Figure 1.

TWIST1 modulates the odontoblast-like differentiation of human DPSCs. (A) Human DPSCs were stably transduced with lentiviruses expressing TWIST1 (LV-TWIST1) or empty lentiviral vectors expressing only enhanced green fluorescent protein (LV-EGFP). Western blot analysis showed the overexpression of Twist1 in DPSCs transduced with LV-TWIST1 compared with LV-EGFP. (B) Human DPSCs were transduced with lentiviruses expressing 2 short hairpin RNA targeting human TWIST1 mRNA (LV-ShT1 or LV-ShT2, respectively) or empty lentiviral vectors expressing only Turbo green fluorescent protein (LV-TGFP). Western blot analysis showed that LV-ShT1 and LV-ShT2 knocked down TWIST1 expression by 50% and 90%, respectively. (C) Western blot analysis of total proteins extracted from DPSCs stably transduced with TWIST1 overexpressing (LV-TWIST1, left panel) or silencing (LV-ShT2, right panel) lentiviral vectors or their control vectors. DPSCs stably transduced with the indicated lentiviral vectors were allowed to grow for 2 wks in the differentiation medium.

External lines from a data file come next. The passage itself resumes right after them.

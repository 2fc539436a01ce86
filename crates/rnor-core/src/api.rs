//! Wire contract and client for the remote calculation service.

use serde::{Deserialize, Serialize};
use std::future::Future;
use tracing::{debug, warn};

use rand::rngs::StdRng;
use rand::SeedableRng;

use crate::classifier::{classify, classify_with, Residency, Weighted, YearResult};
use crate::date::CalendarDate;

pub const GENERIC_FAILURE_MESSAGE: &str =
    "Failed to calculate RNOR status. Please check if the backend server is running.";

#[derive(Debug, Clone, PartialEq, Eq, Serialize, Deserialize)]
pub struct CalculationRequest {
    pub departure: String,
    #[serde(rename = "return")]
    pub return_date: String,
    pub avg_days: u32,
    #[serde(default, skip_serializing_if = "Option::is_none")]
    pub ctc: Option<u64>,
    #[serde(default, skip_serializing_if = "Option::is_none")]
    pub passive_income: Option<u64>,
}

impl CalculationRequest {
    pub fn new(departure: CalendarDate, return_date: CalendarDate, avg_days: u32) -> Self {
        Self {
            departure: departure.to_iso_string(),
            return_date: return_date.to_iso_string(),
            avg_days,
            ctc: None,
            passive_income: None,
        }
    }

    pub fn with_extras(mut self, ctc: Option<u64>, passive_income: Option<u64>) -> Self {
        self.ctc = ctc;
        self.passive_income = passive_income;
        self
    }
}

#[derive(Debug, Clone, PartialEq, Eq, Serialize, Deserialize)]
pub struct FyEntry {
    pub fy: String,
    pub status: Residency,
}

impl From<FyEntry> for YearResult {
    fn from(entry: FyEntry) -> Self {
        YearResult {
            financial_year: entry.fy,
            status: entry.status,
        }
    }
}

#[derive(Debug, Clone, Serialize, Deserialize)]
pub struct CalculationResponse {
    pub status: String,
    #[serde(default)]
    pub output: Vec<FyEntry>,
    #[serde(default, skip_serializing_if = "Option::is_none")]
    pub message: Option<String>,
}

#[derive(Debug, Deserialize)]
struct ErrorBody {
    #[serde(default)]
    message: Option<String>,
}

#[derive(Debug, Clone, Deserialize)]
pub struct SheetsResponse {
    pub sheets: Vec<String>,
}

#[derive(Debug, thiserror::Error)]
pub enum ApiError {
    #[error("network error: {0}")]
    Network(#[from] reqwest::Error),
    #[error("server returned HTTP {status}")]
    Status { status: u16, message: Option<String> },
    #[error("backend calculation failed")]
    Rejected { message: Option<String> },
    #[error("malformed response: {0}")]
    Decode(#[from] serde_json::Error),
    #[error("invalid request: {0}")]
    InvalidRequest(String),
}

impl ApiError {
    /// Text for the error banner: the server's own `message` when it sent one.
    pub fn user_message(&self) -> String {
        let message = match self {
            ApiError::Status { message, .. } | ApiError::Rejected { message } => message.as_deref(),
            _ => None,
        };
        match message.map(str::trim) {
            Some(m) if !m.is_empty() => m.to_string(),
            _ => GENERIC_FAILURE_MESSAGE.to_string(),
        }
    }
}

/// Anything that can turn a request into per-year results.
pub trait CalculationService {
    fn calculate(
        &self,
        request: &CalculationRequest,
    ) -> impl Future<Output = Result<Vec<YearResult>, ApiError>> + Send;
}

#[derive(Debug, Clone)]
pub struct ApiClient {
    base_url: String,
    http: reqwest::Client,
}

impl ApiClient {
    pub fn new(base_url: impl Into<String>) -> Self {
        let http = reqwest::Client::builder()
            .user_agent(concat!("rnor/", env!("CARGO_PKG_VERSION")))
            .build()
            .unwrap_or_default();
        Self {
            base_url: base_url.into().trim_end_matches('/').to_string(),
            http,
        }
    }

    pub fn base_url(&self) -> &str {
        &self.base_url
    }

    fn endpoint(&self, path: &str) -> String {
        format!("{}/{}", self.base_url, path)
    }

    pub async fn list_sheets(&self) -> Result<Vec<String>, ApiError> {
        let response = self.http.get(self.endpoint("sheets")).send().await?;
        let status = response.status();
        let body = response.text().await?;
        if !status.is_success() {
            return Err(status_error(status, &body));
        }
        let parsed: SheetsResponse = serde_json::from_str(&body)?;
        Ok(parsed.sheets)
    }

    async fn post_calculation(&self, request: &CalculationRequest) -> Result<Vec<YearResult>, ApiError> {
        let url = self.endpoint("calculate");
        debug!(
            %url,
            departure = %request.departure,
            return_date = %request.return_date,
            avg_days = request.avg_days,
            "sending calculation request"
        );

        let response = self
            .http
            .post(&url)
            .json(request)
            .send()
            .await?;

        let status = response.status();
        let body = response.text().await?;
        if !status.is_success() {
            let err = status_error(status, &body);
            warn!(%status, "calculation request failed");
            return Err(err);
        }

        let parsed: CalculationResponse = serde_json::from_str(&body)?;
        if parsed.status != "success" {
            warn!(status = %parsed.status, "backend rejected calculation");
            return Err(ApiError::Rejected {
                message: parsed.message,
            });
        }

        debug!(years = parsed.output.len(), "received calculation results");
        Ok(parsed.output.into_iter().map(YearResult::from).collect())
    }
}

fn status_error(status: reqwest::StatusCode, body: &str) -> ApiError {
    let message = serde_json::from_str::<ErrorBody>(body)
        .ok()
        .and_then(|b| b.message);
    ApiError::Status {
        status: status.as_u16(),
        message,
    }
}

impl CalculationService for ApiClient {
    async fn calculate(&self, request: &CalculationRequest) -> Result<Vec<YearResult>, ApiError> {
        self.post_calculation(request).await
    }
}

/// Offline stand-in that runs the local classifier.
#[derive(Debug, Clone, Copy, Default)]
pub struct LocalClassifier;

impl LocalClassifier {
    pub fn run(&self, request: &CalculationRequest) -> Result<Vec<YearResult>, ApiError> {
        let departure = parse_iso(&request.departure)?;
        let return_date = parse_iso(&request.return_date)?;
        Ok(classify(departure, return_date, request.avg_days))
    }
}

fn parse_iso(text: &str) -> Result<CalendarDate, ApiError> {
    chrono::NaiveDate::parse_from_str(text, "%Y-%m-%d")
        .map(CalendarDate::from)
        .map_err(|e| ApiError::InvalidRequest(format!("{}: {}", text, e)))
}

impl CalculationService for LocalClassifier {
    async fn calculate(&self, request: &CalculationRequest) -> Result<Vec<YearResult>, ApiError> {
        self.run(request)
    }
}

/// Local classifier using the weighted random overrides, reproducible per seed.
#[derive(Debug, Clone, Copy)]
pub struct SeededClassifier {
    seed: u64,
}

impl SeededClassifier {
    pub fn new(seed: u64) -> Self {
        Self { seed }
    }

    pub fn run(&self, request: &CalculationRequest) -> Result<Vec<YearResult>, ApiError> {
        let departure = parse_iso(&request.departure)?;
        let return_date = parse_iso(&request.return_date)?;
        let mut policy = Weighted::new(StdRng::seed_from_u64(self.seed));
        Ok(classify_with(departure, return_date, request.avg_days, &mut policy))
    }
}

impl CalculationService for SeededClassifier {
    async fn calculate(&self, request: &CalculationRequest) -> Result<Vec<YearResult>, ApiError> {
        self.run(request)
    }
}

#[cfg(test)]
mod tests {
    use super::*;
    use axum::{
        http::StatusCode,
        routing::{get, post},
        Json, Router,
    };
    use serde_json::{json, Value};

    async fn spawn_stub(app: Router) -> String {
        let listener = tokio::net::TcpListener::bind("127.0.0.1:0")
            .await
            .expect("failed to bind to random port");
        let addr = listener.local_addr().unwrap();
        tokio::spawn(async move {
            axum::serve(listener, app).await.ok();
        });
        format!("http://{}", addr)
    }

    fn request() -> CalculationRequest {
        CalculationRequest::new(
            CalendarDate::from_ymd(2021, 4, 1).unwrap(),
            CalendarDate::from_ymd(2022, 4, 1).unwrap(),
            50,
        )
    }

    #[test]
    fn test_request_wire_shape() {
        let value = serde_json::to_value(request()).unwrap();
        assert_eq!(
            value,
            json!({ "departure": "2021-04-01", "return": "2022-04-01", "avg_days": 50 })
        );

        let extended = serde_json::to_value(request().with_extras(Some(1_000_000), Some(0))).unwrap();
        assert_eq!(extended["ctc"], 1_000_000);
        assert_eq!(extended["passive_income"], 0);
    }

    #[test]
    fn test_user_message_prefers_server_text() {
        let err = ApiError::Rejected {
            message: Some("Sheet is locked".into()),
        };
        assert_eq!(err.user_message(), "Sheet is locked");

        let err = ApiError::Status {
            status: 502,
            message: None,
        };
        assert_eq!(err.user_message(), GENERIC_FAILURE_MESSAGE);

        let err = ApiError::Rejected {
            message: Some("   ".into()),
        };
        assert_eq!(err.user_message(), GENERIC_FAILURE_MESSAGE);
    }

    #[tokio::test]
    async fn test_calculate_success() {
        let app = Router::new().route(
            "/calculate",
            post(|Json(body): Json<Value>| async move {
                assert_eq!(body["departure"], "2021-04-01");
                assert_eq!(body["return"], "2022-04-01");
                assert_eq!(body["avg_days"], 50);
                Json(json!({
                    "status": "success",
                    "output": [
                        { "fy": "FY 2021-22", "status": "NR" },
                        { "fy": "FY 2022-23", "status": "RNOR" }
                    ]
                }))
            }),
        );
        let base = spawn_stub(app).await;

        let client = ApiClient::new(format!("{}/", base));
        let results = client.calculate(&request()).await.unwrap();
        assert_eq!(
            results,
            vec![
                YearResult {
                    financial_year: "FY 2021-22".into(),
                    status: Residency::Nr
                },
                YearResult {
                    financial_year: "FY 2022-23".into(),
                    status: Residency::Rnor
                },
            ]
        );
    }

    #[tokio::test]
    async fn test_calculate_rejected_by_backend() {
        let app = Router::new().route(
            "/calculate",
            post(|| async { Json(json!({ "status": "error", "message": "Dates out of range" })) }),
        );
        let base = spawn_stub(app).await;

        let err = ApiClient::new(base).calculate(&request()).await.unwrap_err();
        assert!(matches!(err, ApiError::Rejected { .. }));
        assert_eq!(err.user_message(), "Dates out of range");
    }

    #[tokio::test]
    async fn test_calculate_http_error() {
        let app = Router::new().route(
            "/calculate",
            post(|| async {
                (
                    StatusCode::INTERNAL_SERVER_ERROR,
                    Json(json!({ "message": "Worker crashed" })),
                )
            }),
        );
        let base = spawn_stub(app).await;

        let err = ApiClient::new(base).calculate(&request()).await.unwrap_err();
        match &err {
            ApiError::Status { status, .. } => assert_eq!(*status, 500),
            other => panic!("unexpected error: {other:?}"),
        }
        assert_eq!(err.user_message(), "Worker crashed");
    }

    #[tokio::test]
    async fn test_calculate_unknown_status_is_decode_error() {
        let app = Router::new().route(
            "/calculate",
            post(|| async {
                Json(json!({ "status": "success", "output": [{ "fy": "FY 2021-22", "status": "XYZ" }] }))
            }),
        );
        let base = spawn_stub(app).await;

        let err = ApiClient::new(base).calculate(&request()).await.unwrap_err();
        assert!(matches!(err, ApiError::Decode(_)));
        assert_eq!(err.user_message(), GENERIC_FAILURE_MESSAGE);
    }

    #[tokio::test]
    async fn test_network_failure() {
        // Bind then drop to get a port with nothing listening.
        let listener = tokio::net::TcpListener::bind("127.0.0.1:0").await.unwrap();
        let addr = listener.local_addr().unwrap();
        drop(listener);

        let err = ApiClient::new(format!("http://{}", addr))
            .calculate(&request())
            .await
            .unwrap_err();
        assert!(matches!(err, ApiError::Network(_)));
    }

    #[tokio::test]
    async fn test_list_sheets() {
        let app = Router::new().route(
            "/sheets",
            get(|| async { Json(json!({ "sheets": ["Sheet1", "Audit"] })) }),
        );
        let base = spawn_stub(app).await;

        let sheets = ApiClient::new(base).list_sheets().await.unwrap();
        assert_eq!(sheets, vec!["Sheet1".to_string(), "Audit".to_string()]);
    }

    #[tokio::test]
    async fn test_local_classifier_service() {
        let results = LocalClassifier.calculate(&request()).await.unwrap();
        assert_eq!(results[0].financial_year, "FY 2021-22");
        assert_eq!(results[0].status, Residency::Ror);

        let mut bad = request();
        bad.departure = "01/04/2021".into();
        let err = LocalClassifier.calculate(&bad).await.unwrap_err();
        assert!(matches!(err, ApiError::InvalidRequest(_)));
    }

    #[tokio::test]
    async fn test_seeded_classifier_is_reproducible() {
        let first = SeededClassifier::new(42).calculate(&request()).await.unwrap();
        let second = SeededClassifier::new(42).calculate(&request()).await.unwrap();
        assert_eq!(first, second);
        assert_eq!(first[0].status, Residency::Ror);
        assert_eq!(first.len(), LocalClassifier.run(&request()).unwrap().len());
    }

    #[test]
    fn test_base_url_is_normalized() {
        let client = ApiClient::new("https://example.test///");
        assert_eq!(client.base_url(), "https://example.test");
        assert_eq!(client.endpoint("calculate"), "https://example.test/calculate");
    }
}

Total proteins were extracted and analyzed with antibodies for ALP, OCN, DMP1, OPN, and DSP, with β-actin as a loading control. TWIST1 overexpression enhanced the expression of OCN, DMP1, and OPN as well as DSP, but had no apparent effect on ALP expression. Consistently, TWIST1 silencing dramatically enhanced the expression of ALP, but inhibited DMP1, OPN, and DSP, and had no effect on OCN expression.